3、prometheus每两个小时把数据存到硬盘一次，此时sidecar shipper同时把数据上传到对象存储；

4、此方案，如果prometheus节点down，会丢失最近两个小时的数据；

receiver

1、在prometheus remote-write基础上实现；

2、prometheus服务会把数据实时写到receiver；

3、receiver可分布式部署，实现一致性hash，（疑问：多个prometheus同时pull数据并上传到receiver，配置了external_labels，receiver是否能够实现一致性hash进行去重；）

4、此方案，一个prometheus down掉以后，仍然保证数据完整，目前thanos还没有推出比较稳定的版本。

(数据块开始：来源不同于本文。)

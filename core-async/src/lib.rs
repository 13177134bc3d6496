//! Async runtime facade for the music service core.
//!
//! Every core-* crate reaches tokio through this crate instead of depending on
//! it directly, so the executor, channel flavours and cancellation primitive
//! used across the workspace stay in one place.
//!
//! # Modules
//!
//! - `task`: Task spawning
//! - `time`: Sleep, timeouts, durations
//! - `sync`: Channels, locks and the cooperative [`sync::CancellationToken`]
//! - `runtime`: Executor detection and blocking bridge for sync call sites
//!
//! # Examples
//!
//! ```rust
//! use core_async::sync::CancellationToken;
//! use core_async::task;
//! use core_async::time::{sleep, Duration};
//!
//! async fn example() {
//!     let token = CancellationToken::new();
//!     let child = token.child_token();
//!
//!     let handle = task::spawn(async move {
//!         tokio::select! {
//!             _ = child.cancelled() => None,
//!             _ = sleep(Duration::from_secs(1)) => Some(42),
//!         }
//!     });
//!
//!     token.cancel();
//!     assert_eq!(handle.await.ok().flatten(), None);
//! }
//! ```

pub mod runtime;
pub mod sync;
pub mod task;
pub mod time;

// Re-export commonly used types at crate root for convenience
pub use sync::CancellationToken;
pub use task::spawn;
pub use time::{sleep, Duration, Instant};

// Macros, so callers never name tokio directly
pub use tokio::{join, select};
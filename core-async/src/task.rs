//! Task spawning.
//!
//! Thin wrappers over `tokio::task`. Spawned tasks may run on any worker
//! thread, so futures must be `Send + 'static`.
//!
//! # Examples
//!
//! ```rust
//! use core_async::task;
//!
//! async fn example() {
//!     let handle = task::spawn(async { 42 });
//!     let result = handle.await.unwrap();
//!     assert_eq!(result, 42);
//! }
//! ```

pub use tokio::task::{spawn_blocking, yield_now, JoinError, JoinHandle};

/// Spawns a new asynchronous task on the Tokio runtime.
///
/// # Returns
///
/// A `JoinHandle` that can be awaited to get the task's result. Dropping the
/// handle detaches the task.
pub fn spawn<F>(future: F) -> JoinHandle<F::Output>
where
    F: std::future::Future + Send + 'static,
    F::Output: Send + 'static,
{
    tokio::task::spawn(future)
}

/// Result type for task operations.
pub type Result<T> = std::result::Result<T, JoinError>;
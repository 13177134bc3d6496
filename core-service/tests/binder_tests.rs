//! Service bootstrap, the binder and the UI intents on `PlayerHandle`.

use async_trait::async_trait;
use bridge_traits::database::DatabaseAdapter;
use bytes::Bytes;
use core_library::adapters::SqliteAdapter;
use core_library::{InMemoryLibrary, LibrarySource, Track, TrackId, TrackList};
use core_playback::traits::{
    AudioTransport, ContinuationCursor, FetchedChunk, RadioBatch, RadioSource,
};
use core_playback::{PlaybackSnapshot, Result as PlaybackResult, TransportState};
use core_runtime::config::CoreConfig;
use core_service::{
    BuiltInPlaylist, CoreError, PlayerService, ServiceBinder, ServiceDependencies,
};
use std::sync::Arc;
use std::time::Duration;

const TRACK_BYTES: u64 = 8;

/// Every track is `TRACK_BYTES` of zeros.
struct ZeroTransport;

#[async_trait]
impl AudioTransport for ZeroTransport {
    async fn fetch_range(
        &self,
        _track_id: &TrackId,
        offset: u64,
        max_len: u64,
    ) -> PlaybackResult<FetchedChunk> {
        if offset >= TRACK_BYTES {
            return Ok(FetchedChunk::end(Some(TRACK_BYTES)));
        }
        let len = max_len.min(TRACK_BYTES - offset) as usize;
        Ok(FetchedChunk::new(Bytes::from(vec![0u8; len]), Some(TRACK_BYTES)))
    }
}

/// Endless recommendations, one track per batch.
struct EndlessRadio;

#[async_trait]
impl RadioSource for EndlessRadio {
    async fn fetch_batch(
        &self,
        seed: &TrackId,
        _cursor: &ContinuationCursor,
        _limit: usize,
    ) -> PlaybackResult<RadioBatch> {
        Ok(RadioBatch::new(
            vec![track(&format!("{}-radio", seed))],
            Some("more".to_string()),
        ))
    }
}

fn track(id: &str) -> Track {
    Track::new(id, Duration::from_secs(30)).with_content_length(TRACK_BYTES)
}

fn tracks(ids: &[&str]) -> Vec<Track> {
    ids.iter().map(|id| track(id)).collect()
}

fn config() -> CoreConfig {
    CoreConfig::builder()
        .cache_size_mb(1)
        .build()
        .expect("valid config")
}

fn deps(library: Arc<InMemoryLibrary>) -> ServiceDependencies {
    ServiceDependencies::new(library).with_transport(Arc::new(ZeroTransport))
}

async fn wait_until<T, F>(rx: &mut tokio::sync::watch::Receiver<T>, pred: F) -> T
where
    T: Clone,
    F: FnMut(&T) -> bool,
{
    tokio::time::timeout(Duration::from_secs(5), rx.wait_for(pred))
        .await
        .expect("condition not reached in time")
        .expect("sender dropped")
        .clone()
}

async fn wait_snapshot<F>(rx: &mut tokio::sync::watch::Receiver<PlaybackSnapshot>, pred: F)
where
    F: FnMut(&PlaybackSnapshot) -> bool,
{
    wait_until(rx, pred).await;
}

fn ids(list: &TrackList) -> Vec<&str> {
    list.iter().map(|t| t.id().as_str()).collect()
}

// ============================================================================
// Binder
// ============================================================================

#[tokio::test]
async fn test_attach_before_bind_returns_none() {
    let binder = ServiceBinder::new();
    assert!(!binder.is_available());
    assert!(binder.attach().is_none());
    assert_eq!(binder.observer_count(), 0);
}

#[tokio::test]
async fn test_attach_and_detach_track_observers() {
    let library = Arc::new(InMemoryLibrary::new());
    let (service, binder) = PlayerService::start(config(), deps(library)).await.unwrap();

    assert!(binder.is_available());
    let first = binder.attach().expect("bound");
    let second = binder.attach().expect("bound");
    assert_eq!(binder.observer_count(), 2);

    binder.detach(first);
    binder.detach(second);
    assert_eq!(binder.observer_count(), 0);

    service.shutdown().await.unwrap();
}

#[tokio::test]
async fn test_detach_never_underflows() {
    let library = Arc::new(InMemoryLibrary::new());
    let (service, binder) = PlayerService::start(config(), deps(library)).await.unwrap();

    let handle = binder.attach().unwrap();
    binder.detach(handle.clone());
    binder.detach(handle);
    assert_eq!(binder.observer_count(), 0);

    service.shutdown().await.unwrap();
}

#[tokio::test]
async fn test_shutdown_unbinds_and_stops_controller() {
    let library = Arc::new(InMemoryLibrary::new());
    let (service, binder) = PlayerService::start(config(), deps(library)).await.unwrap();
    let mut availability = binder.watch();
    assert!(*availability.borrow_and_update());
    let handle = binder.attach().unwrap();

    service.shutdown().await.unwrap();

    assert!(!binder.is_available());
    assert!(binder.attach().is_none());
    assert!(availability.has_changed().unwrap());
    assert!(!*availability.borrow_and_update());
    assert!(handle.play_collection(tracks(&["a"])).await.is_err());
    assert!(!handle.controller().is_running());

    // Second shutdown is a no-op.
    service.shutdown().await.unwrap();
}

// ============================================================================
// Bootstrap
// ============================================================================

#[tokio::test]
async fn test_start_without_transport_or_client_is_capability_missing() {
    let mut config = config();
    config.http_client = None;
    let library = Arc::new(InMemoryLibrary::new());

    let err = PlayerService::start(config, ServiceDependencies::new(library))
        .await
        .unwrap_err();
    assert!(matches!(err, CoreError::CapabilityMissing { .. }));
}

#[tokio::test]
async fn test_start_without_url_resolver_is_capability_missing() {
    let library = Arc::new(InMemoryLibrary::new());
    // Default config carries the desktop HTTP client; the resolver is what's missing.
    let err = PlayerService::start(config(), ServiceDependencies::new(library))
        .await
        .unwrap_err();
    assert!(matches!(err, CoreError::CapabilityMissing { .. }));
}

#[tokio::test]
async fn test_playlists_can_be_disabled() {
    let config = CoreConfig::builder()
        .cache_size_mb(1)
        .enable_builtin_playlists(false)
        .build()
        .unwrap();
    let library = Arc::new(InMemoryLibrary::new());
    let (service, binder) = PlayerService::start(config, deps(library)).await.unwrap();

    assert!(service.playlist(BuiltInPlaylist::Favorites).is_none());
    assert!(binder
        .attach()
        .unwrap()
        .playlist(BuiltInPlaylist::Cached)
        .is_none());

    service.shutdown().await.unwrap();
}

// ============================================================================
// Handle intents
// ============================================================================

#[tokio::test]
async fn test_play_collection_stops_radio() {
    let library = Arc::new(InMemoryLibrary::new());
    let (service, binder) = PlayerService::start(
        config(),
        deps(library).with_radio_source(Arc::new(EndlessRadio)),
    )
    .await
    .unwrap();
    let player = binder.attach().unwrap();
    let mut snapshots = player.subscribe();

    player.play_collection(tracks(&["seed"])).await.unwrap();
    player
        .controller()
        .start_radio(TrackId::from("seed"))
        .await
        .unwrap();
    assert!(player.snapshot().radio_active);

    player.play_collection(tracks(&["x", "y"])).await.unwrap();
    let snapshot = player.snapshot();
    assert!(!snapshot.radio_active);
    assert_eq!(snapshot.current_track, Some(TrackId::from("x")));
    wait_snapshot(&mut snapshots, |s| s.transport == TransportState::Playing).await;

    binder.detach(player);
    service.shutdown().await.unwrap();
}

#[tokio::test]
async fn test_play_collection_at_and_enqueue() {
    let library = Arc::new(InMemoryLibrary::new());
    let (service, binder) = PlayerService::start(config(), deps(library)).await.unwrap();
    let player = binder.attach().unwrap();

    player
        .play_collection_at(tracks(&["a", "b", "c"]), 2)
        .await
        .unwrap();
    assert_eq!(player.snapshot().current_index, Some(2));

    let len = player.enqueue_collection(tracks(&["d", "e"])).await.unwrap();
    assert_eq!(len, 5);
    assert_eq!(player.snapshot().current_track, Some(TrackId::from("c")));

    service.shutdown().await.unwrap();
}

#[tokio::test]
async fn test_shuffle_collection_plays_every_track() {
    let library = Arc::new(InMemoryLibrary::new());
    let (service, binder) = PlayerService::start(config(), deps(library)).await.unwrap();
    let player = binder.attach().unwrap();

    player
        .shuffle_collection(tracks(&["a", "b", "c", "d"]))
        .await
        .unwrap();
    let snapshot = player.snapshot();
    let mut queued: Vec<_> = snapshot
        .queue
        .iter()
        .map(|item| item.track().id().as_str().to_string())
        .collect();
    queued.sort();
    assert_eq!(queued, vec!["a", "b", "c", "d"]);
    assert_eq!(snapshot.current_index, Some(0));

    service.shutdown().await.unwrap();
}

#[tokio::test]
async fn test_offline_availability_follows_the_cache() {
    let library = Arc::new(InMemoryLibrary::new());
    let (service, binder) = PlayerService::start(config(), deps(library)).await.unwrap();
    let player = binder.attach().unwrap();
    let song = track("song");

    assert!(!player.is_offline_available(&song));
    player
        .cache()
        .write(song.id(), 0, Bytes::from_static(&[1, 2, 3, 4]))
        .unwrap();
    assert!(!player.is_offline_available(&song));
    player
        .cache()
        .write(song.id(), 4, Bytes::from_static(&[5, 6, 7, 8]))
        .unwrap();
    assert!(player.is_offline_available(&song));

    service.shutdown().await.unwrap();
}

// ============================================================================
// Built-in playlists
// ============================================================================

#[tokio::test]
async fn test_favorites_playlist_follows_library() {
    let library = Arc::new(InMemoryLibrary::new());
    library.add_track(track("a")).unwrap();
    library.add_track(track("b")).unwrap();
    let (service, _binder) = PlayerService::start(config(), deps(library.clone()))
        .await
        .unwrap();
    let mut favorites = service.playlist(BuiltInPlaylist::Favorites).unwrap();
    assert!(favorites.borrow().is_empty());

    library.set_favorite(&TrackId::from("a"), true).unwrap();
    let list = wait_until(&mut favorites, |list| list.len() == 1).await;
    assert_eq!(ids(&list), vec!["a"]);

    service.shutdown().await.unwrap();
}

#[tokio::test]
async fn test_cached_playlist_updates_on_cache_writes() {
    let library = Arc::new(InMemoryLibrary::new());
    library.add_track(track("old")).unwrap();
    library.add_track(track("new")).unwrap();
    let (service, _binder) = PlayerService::start(config(), deps(library.clone()))
        .await
        .unwrap();
    let mut cached = service.playlist(BuiltInPlaylist::Cached).unwrap();
    assert!(cached.borrow().is_empty());

    let cache = service.cache();
    cache
        .write(&TrackId::from("old"), 0, Bytes::from(vec![0u8; 8]))
        .unwrap();
    let list = wait_until(&mut cached, |list| list.len() == 1).await;
    assert_eq!(ids(&list), vec!["old"]);

    cache
        .write(&TrackId::from("new"), 0, Bytes::from(vec![0u8; 8]))
        .unwrap();
    let list = wait_until(&mut cached, |list| list.len() == 2).await;
    // Most recently added first.
    assert_eq!(ids(&list), vec!["new", "old"]);

    cache.remove(&TrackId::from("old"));
    library.remove_track(&TrackId::from("new")).unwrap();
    wait_until(&mut cached, |list| list.is_empty()).await;

    service.shutdown().await.unwrap();
}

#[tokio::test]
async fn test_playing_a_track_makes_it_available_offline() {
    let library = Arc::new(InMemoryLibrary::new());
    library.add_track(track("song")).unwrap();
    let (service, binder) = PlayerService::start(config(), deps(library)).await.unwrap();
    let player = binder.attach().unwrap();
    let mut cached = player.playlist(BuiltInPlaylist::Cached).unwrap();

    player.play_collection(vec![track("song")]).await.unwrap();
    let list = wait_until(&mut cached, |list| list.len() == 1).await;
    assert!(player.is_offline_available(&list[0]));

    service.shutdown().await.unwrap();
}

// ============================================================================
// Persistence
// ============================================================================

#[tokio::test]
async fn test_cache_survives_restart() {
    let mut adapter = SqliteAdapter::in_memory().await.unwrap();
    adapter.initialize().await.unwrap();
    let database: Arc<dyn DatabaseAdapter> = Arc::new(adapter);

    let mut config = config();
    config.features.enable_cache_persistence = true;
    let library: Arc<dyn LibrarySource> = Arc::new(InMemoryLibrary::new());
    let song = track("kept");

    let (service, _binder) = PlayerService::start(
        config.clone(),
        ServiceDependencies::new(library.clone())
            .with_transport(Arc::new(ZeroTransport))
            .with_database(database.clone()),
    )
    .await
    .unwrap();
    service
        .cache()
        .write(song.id(), 0, Bytes::from(vec![7u8; 8]))
        .unwrap();
    service.shutdown().await.unwrap();

    let (restarted, binder) = PlayerService::start(
        config,
        ServiceDependencies::new(library)
            .with_transport(Arc::new(ZeroTransport))
            .with_database(database),
    )
    .await
    .unwrap();
    assert!(binder.attach().unwrap().is_offline_available(&song));
    assert_eq!(restarted.cache().resident_bytes(), 8);

    restarted.shutdown().await.unwrap();
}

5、receiver也会把数据写入object storage。（疑问：什么时候，什么频率）

6、远程写的同时，prometheus本地磁盘依然会写入数据。

store gateway

1、query查询object storage数据的唯一入口；

2、实现Query Api；

3、缓存对象存储索引，优化查询。

Compactor

1、单例

2、object storage数据压缩

3、object storage数据降采样，个人理解就是把数据重新整理，生成采样间隔更长的数据block，并上传至对象存储，可优化查询。

4、官方推荐100G磁盘空间用作临时数据处理空间

5、上传deletion-mark.json来标记删除对象存储里的block，三个重要参数–retention.resolution-raw，–retention.resolution-5m，–retention.resolution-1h

rule

1、类似于prometheus的rule，可根据配置文件提前生成用户配置的metric，已经对altermanagement发去告警信息；

2、rule聚合生成的数据也会上传至object storage；

3、rule的数据源是通过thanos query至prometheus查询到的，可见于thanos query互相查询。

组件与配置

Prometheus

thanos 是无侵入的，只是上层套件，因此你还是需要部署你的 Prometheus，这里不再赘述，默认你已经有一个单机的 Prometheus 在运行，可以是 pod 也可以是主机部署，取决于你的运行环境，我们是在 k8s 集群外，因此是主机部署。Prometheus 采集的是地域A的监控数据

1、启动参数:

exec ./prometheus --config.file=/apps/conf/prometheus/prometheus.yml --storage.tsdb.path=/apps/dbdat/prometheus --storage.tsdb.max-block-duration=2h --storage.tsdb.min-block-duration=2h --storage.tsdb.wal-compression --storage.tsdb.retention.time=12h --web.enable-lifecycle &

--web.enable-lifecycle一定要开，用于热加载时 reload 你的配置，retention 保留 2 小时，Prometheus 默认 2 小时会生成一个 block，Thanos 会把这个 block 上传到对象存储

2、prometheus配置文件

global:

scrape_interval: 15s # Set the scrape interval to every 15 seconds. Default is every 1 minute.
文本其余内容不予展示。